WHAT TO WORK ON - Go through the records below and show every line with the string "attempt".

Data excerpts
※ ※ ※

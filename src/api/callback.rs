use std::{collections::HashMap, sync::Arc};

use axum::{Extension, extract::Query, response::Html};
use tokio::sync::Mutex;

use crate::{
    error::ApiError,
    spotify,
    types::PkceSession,
    warning,
};

/// Handles the OAuth redirect from Spotify.
///
/// Reads the `code` query parameter, reads the stored code verifier from the
/// shared session and performs the PKCE token exchange. On success the token
/// is placed into the session for the waiting auth flow to pick up and the
/// verifier slot is cleared; a failed exchange keeps the verifier so the
/// login attempt can be retried from the browser.
pub async fn callback(
    Query(params): Query<HashMap<String, String>>,
    Extension(shared_state): Extension<Arc<Mutex<Option<PkceSession>>>>,
) -> Html<&'static str> {
    let Some(code) = params.get("code") else {
        return Html("<h4>Missing authorization code.</h4>");
    };

    let mut state = shared_state.lock().await;
    let Some(ref mut session) = state.as_mut() else {
        warning!("{}", ApiError::MissingVerifier);
        return Html("<h4>No login attempt in progress.</h4>");
    };

    let Some(verifier) = session.code_verifier.clone() else {
        warning!("{}", ApiError::MissingVerifier);
        return Html("<h4>Missing PKCE code verifier.</h4>");
    };

    match spotify::auth::exchange_code_pkce(code, &verifier).await {
        Ok(token) => {
            // The verifier is single-use; drop it once the exchange succeeds.
            session.code_verifier = None;
            session.token = Some(token);
            Html("<h2>Authentication successful.</h2><p>Close browser window.</p>")
        }
        Err(e) => {
            warning!("Token exchange failed: {}", e);
            Html("<h4>Login failed.</h4>")
        }
    }
}
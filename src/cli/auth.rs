use std::sync::Arc;

use tokio::sync::Mutex;

use crate::{spotify, types::PkceSession};

pub async fn auth(shared_state: Arc<Mutex<Option<PkceSession>>>) {
    spotify::auth::auth(shared_state).await;
}
use dancify::types::{
    GetAudioFeaturesResponse, GetPlaylistTracksResponse, GetUserPlaylistsResponse, TokenResponse,
};

#[test]
fn test_playlists_response_parses_track_totals() {
    let json = r#"{
        "items": [
            {"id": "p1", "name": "Road Trip", "tracks": {"total": 23}},
            {"id": "p2", "name": "Focus", "tracks": {"total": 7}}
        ]
    }"#;

    let response: GetUserPlaylistsResponse = serde_json::from_str(json).unwrap();
    assert_eq!(response.items.len(), 2);
    assert_eq!(response.items[0].tracks.total, 23);
    assert_eq!(response.items[1].name, "Focus");
}

#[test]
fn test_playlist_tracks_response_unwraps_items() {
    let json = r#"{
        "items": [
            {"track": {
                "id": "t1",
                "uri": "spotify:track:t1",
                "name": "Song",
                "album": {"name": "Album", "images": [{"url": "https://img"}]}
            }}
        ]
    }"#;

    let response: GetPlaylistTracksResponse = serde_json::from_str(json).unwrap();
    assert_eq!(response.items.len(), 1);
    assert_eq!(response.items[0].track.uri, "spotify:track:t1");
    assert_eq!(response.items[0].track.album.images[0].url, "https://img");
}

#[test]
fn test_audio_features_response_tolerates_null_slots() {
    // The batch endpoint returns null for ids it cannot resolve
    let json = r#"{
        "audio_features": [
            {"id": "t1", "danceability": 0.42},
            null,
            {"id": "t3", "danceability": 0.77}
        ]
    }"#;

    let response: GetAudioFeaturesResponse = serde_json::from_str(json).unwrap();
    let features: Vec<_> = response.audio_features.into_iter().flatten().collect();
    assert_eq!(features.len(), 2);
    assert_eq!(features[0].id, "t1");
    assert_eq!(features[1].danceability, 0.77);
}

#[test]
fn test_token_response_defaults_optional_fields() {
    // A refresh response may omit refresh_token and scope
    let json = r#"{"access_token": "abc"}"#;

    let response: TokenResponse = serde_json::from_str(json).unwrap();
    assert_eq!(response.access_token, "abc");
    assert_eq!(response.refresh_token, "");
    assert_eq!(response.scope, "");
    assert_eq!(response.expires_in, 3600);
}

#[test]
fn test_token_response_requires_access_token() {
    let json = r#"{"refresh_token": "only-this"}"#;
    let result: Result<TokenResponse, _> = serde_json::from_str(json);
    assert!(result.is_err());
}
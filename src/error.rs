//! Error taxonomy for API and protocol failures.
//!
//! Every external call surfaces its failure as an [`ApiError`] value instead
//! of logging and swallowing it. The CLI layer decides what to print and
//! whether to continue; library code only classifies and propagates.

use thiserror::Error;

/// Failures that can occur during the auth flow or Spotify API calls.
#[derive(Debug, Error)]
pub enum ApiError {
    /// Transport-level failure (DNS, TLS, connection reset, body decode).
    #[error("network error: {0}")]
    Network(#[from] reqwest::Error),

    /// Non-success HTTP status from a Spotify endpoint.
    #[error("HTTP {status}: {reason}")]
    Http { status: u16, reason: String },

    /// The OAuth callback arrived but no code verifier was stored for
    /// this login attempt.
    #[error("callback received with no stored code verifier")]
    MissingVerifier,

    /// An audio feature kept by the filter has no corresponding track in
    /// the loaded playlist. Indicates the track list and feature list have
    /// diverged; the partition would be unsound if this were ignored.
    #[error("audio feature {0} has no matching track")]
    UnmatchedFeature(String),

    /// Requested PKCE verifier length outside the RFC 7636 bounds.
    #[error("code verifier length {0} outside valid range 43..=128")]
    InvalidVerifierLength(usize),
}

impl ApiError {
    /// Classifies a response: a 2xx passes through, anything else becomes
    /// an `Http` error carrying status and canonical reason.
    pub fn check(response: reqwest::Response) -> Result<reqwest::Response, ApiError> {
        let status = response.status();
        if status.is_success() {
            Ok(response)
        } else {
            Err(ApiError::Http {
                status: status.as_u16(),
                reason: status
                    .canonical_reason()
                    .unwrap_or("unknown status")
                    .to_string(),
            })
        }
    }
}
use std::collections::HashSet;

use dancify::config::FilterBounds;
use dancify::error::ApiError;
use dancify::filter::{eligible_playlists, features_in_range, partition_tracks};
use dancify::types::{AlbumImage, AudioFeature, Playlist, Track, TrackAlbum, TracksRef};

// Helper function to create a test playlist
fn create_test_playlist(id: &str, name: &str, total: u32) -> Playlist {
    Playlist {
        id: id.to_string(),
        name: name.to_string(),
        tracks: TracksRef { total },
    }
}

// Helper function to create a test track
fn create_test_track(id: &str, name: &str) -> Track {
    Track {
        id: id.to_string(),
        uri: format!("spotify:track:{}", id),
        name: name.to_string(),
        album: TrackAlbum {
            name: format!("{} album", name),
            images: vec![AlbumImage {
                url: format!("https://img.example/{}", id),
            }],
        },
    }
}

fn create_test_feature(id: &str, danceability: f64) -> AudioFeature {
    AudioFeature {
        id: id.to_string(),
        danceability,
    }
}

#[test]
fn test_eligible_playlists_bounds_are_inclusive() {
    let playlists = vec![
        create_test_playlist("p1", "Tiny", 5),
        create_test_playlist("p2", "Lower bound", 10),
        create_test_playlist("p3", "Upper bound", 50),
        create_test_playlist("p4", "Too long", 51),
    ];

    let eligible = eligible_playlists(playlists, &FilterBounds::default());

    let ids: Vec<&str> = eligible.iter().map(|p| p.id.as_str()).collect();
    assert_eq!(ids, vec!["p2", "p3"]);
}

#[test]
fn test_eligible_playlists_custom_bounds() {
    let playlists = vec![
        create_test_playlist("p1", "One", 1),
        create_test_playlist("p2", "Two", 2),
        create_test_playlist("p3", "Three", 3),
    ];

    let bounds = FilterBounds {
        min_playlist_length: 2,
        max_playlist_length: 2,
        ..FilterBounds::default()
    };
    let eligible = eligible_playlists(playlists, &bounds);

    assert_eq!(eligible.len(), 1);
    assert_eq!(eligible[0].id, "p2");
}

#[test]
fn test_features_in_range_boundaries_are_inclusive() {
    let features = vec![
        create_test_feature("t1", 0.1),
        create_test_feature("t2", 0.3),
        create_test_feature("t3", 0.5),
        create_test_feature("t4", 0.7),
        create_test_feature("t5", 0.9),
    ];

    let kept = features_in_range(features, &FilterBounds::default());

    let scores: Vec<f64> = kept.iter().map(|f| f.danceability).collect();
    assert_eq!(scores, vec![0.3, 0.5, 0.7]);
}

#[test]
fn test_partition_covers_all_tracks_exactly_once() {
    let tracks = vec![
        create_test_track("t1", "Alpha"),
        create_test_track("t2", "Beta"),
        create_test_track("t3", "Gamma"),
        create_test_track("t4", "Delta"),
    ];
    let kept_features = vec![create_test_feature("t2", 0.5), create_test_feature("t4", 0.6)];

    let partition = partition_tracks(&tracks, &kept_features).unwrap();

    assert_eq!(partition.kept.len(), 2);
    assert_eq!(partition.dropped.len(), 2);

    // kept ∪ dropped equals the original track set, by id
    let mut all_ids: Vec<&str> = partition
        .kept
        .iter()
        .chain(partition.dropped.iter())
        .map(|t| t.id.as_str())
        .collect();
    all_ids.sort();
    assert_eq!(all_ids, vec!["t1", "t2", "t3", "t4"]);

    // kept ∩ dropped is empty, by id
    let kept_ids: HashSet<&str> = partition.kept.iter().map(|t| t.id.as_str()).collect();
    assert!(
        partition
            .dropped
            .iter()
            .all(|t| !kept_ids.contains(t.id.as_str()))
    );
}

#[test]
fn test_partition_uses_id_equality_not_structure() {
    // Two tracks with identical fields except the id
    let mut twin_a = create_test_track("t1", "Twin");
    let mut twin_b = create_test_track("t2", "Twin");
    twin_a.uri = "spotify:track:same".to_string();
    twin_b.uri = "spotify:track:same".to_string();
    twin_a.album.name = "Same album".to_string();
    twin_b.album.name = "Same album".to_string();
    let tracks = vec![twin_a, twin_b];

    // Only t1 is kept; t2 must land in dropped despite identical fields
    let kept_features = vec![create_test_feature("t1", 0.5)];
    let partition = partition_tracks(&tracks, &kept_features).unwrap();

    assert_eq!(partition.kept.len(), 1);
    assert_eq!(partition.kept[0].id, "t1");
    assert_eq!(partition.dropped.len(), 1);
    assert_eq!(partition.dropped[0].id, "t2");
}

#[test]
fn test_partition_rejects_unmatched_feature() {
    let tracks = vec![create_test_track("t1", "Alpha")];
    let kept_features = vec![create_test_feature("ghost", 0.5)];

    let result = partition_tracks(&tracks, &kept_features);

    assert!(matches!(
        result,
        Err(ApiError::UnmatchedFeature(id)) if id == "ghost"
    ));
}

#[test]
fn test_partition_empty_features_drops_everything() {
    let tracks = vec![
        create_test_track("t1", "Alpha"),
        create_test_track("t2", "Beta"),
    ];

    let partition = partition_tracks(&tracks, &[]).unwrap();

    assert!(partition.kept.is_empty());
    assert_eq!(partition.dropped.len(), 2);
}

#[test]
fn test_partition_empty_tracks() {
    let partition = partition_tracks(&[], &[]).unwrap();
    assert!(partition.kept.is_empty());
    assert!(partition.dropped.is_empty());
}

#[test]
fn test_validate_danceability_accepts_sane_ranges() {
    assert!(FilterBounds::default().validate_danceability().is_ok());

    let full_domain = FilterBounds {
        min_danceability: 0.0,
        max_danceability: 1.0,
        ..FilterBounds::default()
    };
    assert!(full_domain.validate_danceability().is_ok());
}

#[test]
fn test_validate_danceability_rejects_inverted_range() {
    let inverted = FilterBounds {
        min_danceability: 0.9,
        max_danceability: 0.2,
        ..FilterBounds::default()
    };
    let err = inverted.validate_danceability().unwrap_err();
    assert!(err.contains("above maximum"));
}

#[test]
fn test_validate_danceability_rejects_out_of_domain_bounds() {
    let below = FilterBounds {
        min_danceability: -0.1,
        ..FilterBounds::default()
    };
    assert!(below.validate_danceability().is_err());

    let above = FilterBounds {
        max_danceability: 1.5,
        ..FilterBounds::default()
    };
    assert!(above.validate_danceability().is_err());
}

#[test]
fn test_default_bounds_match_documented_values() {
    let bounds = FilterBounds::default();
    assert_eq!(bounds.min_playlist_length, 10);
    assert_eq!(bounds.max_playlist_length, 50);
    assert_eq!(bounds.min_danceability, 0.3);
    assert_eq!(bounds.max_danceability, 0.7);
}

※ ※ ※

SOLUTION TO THE EXERCISE -
/// login attempt can be retried from the browser.
        return Html("<h4>No login attempt in progress.</h4>");
    /// this login attempt.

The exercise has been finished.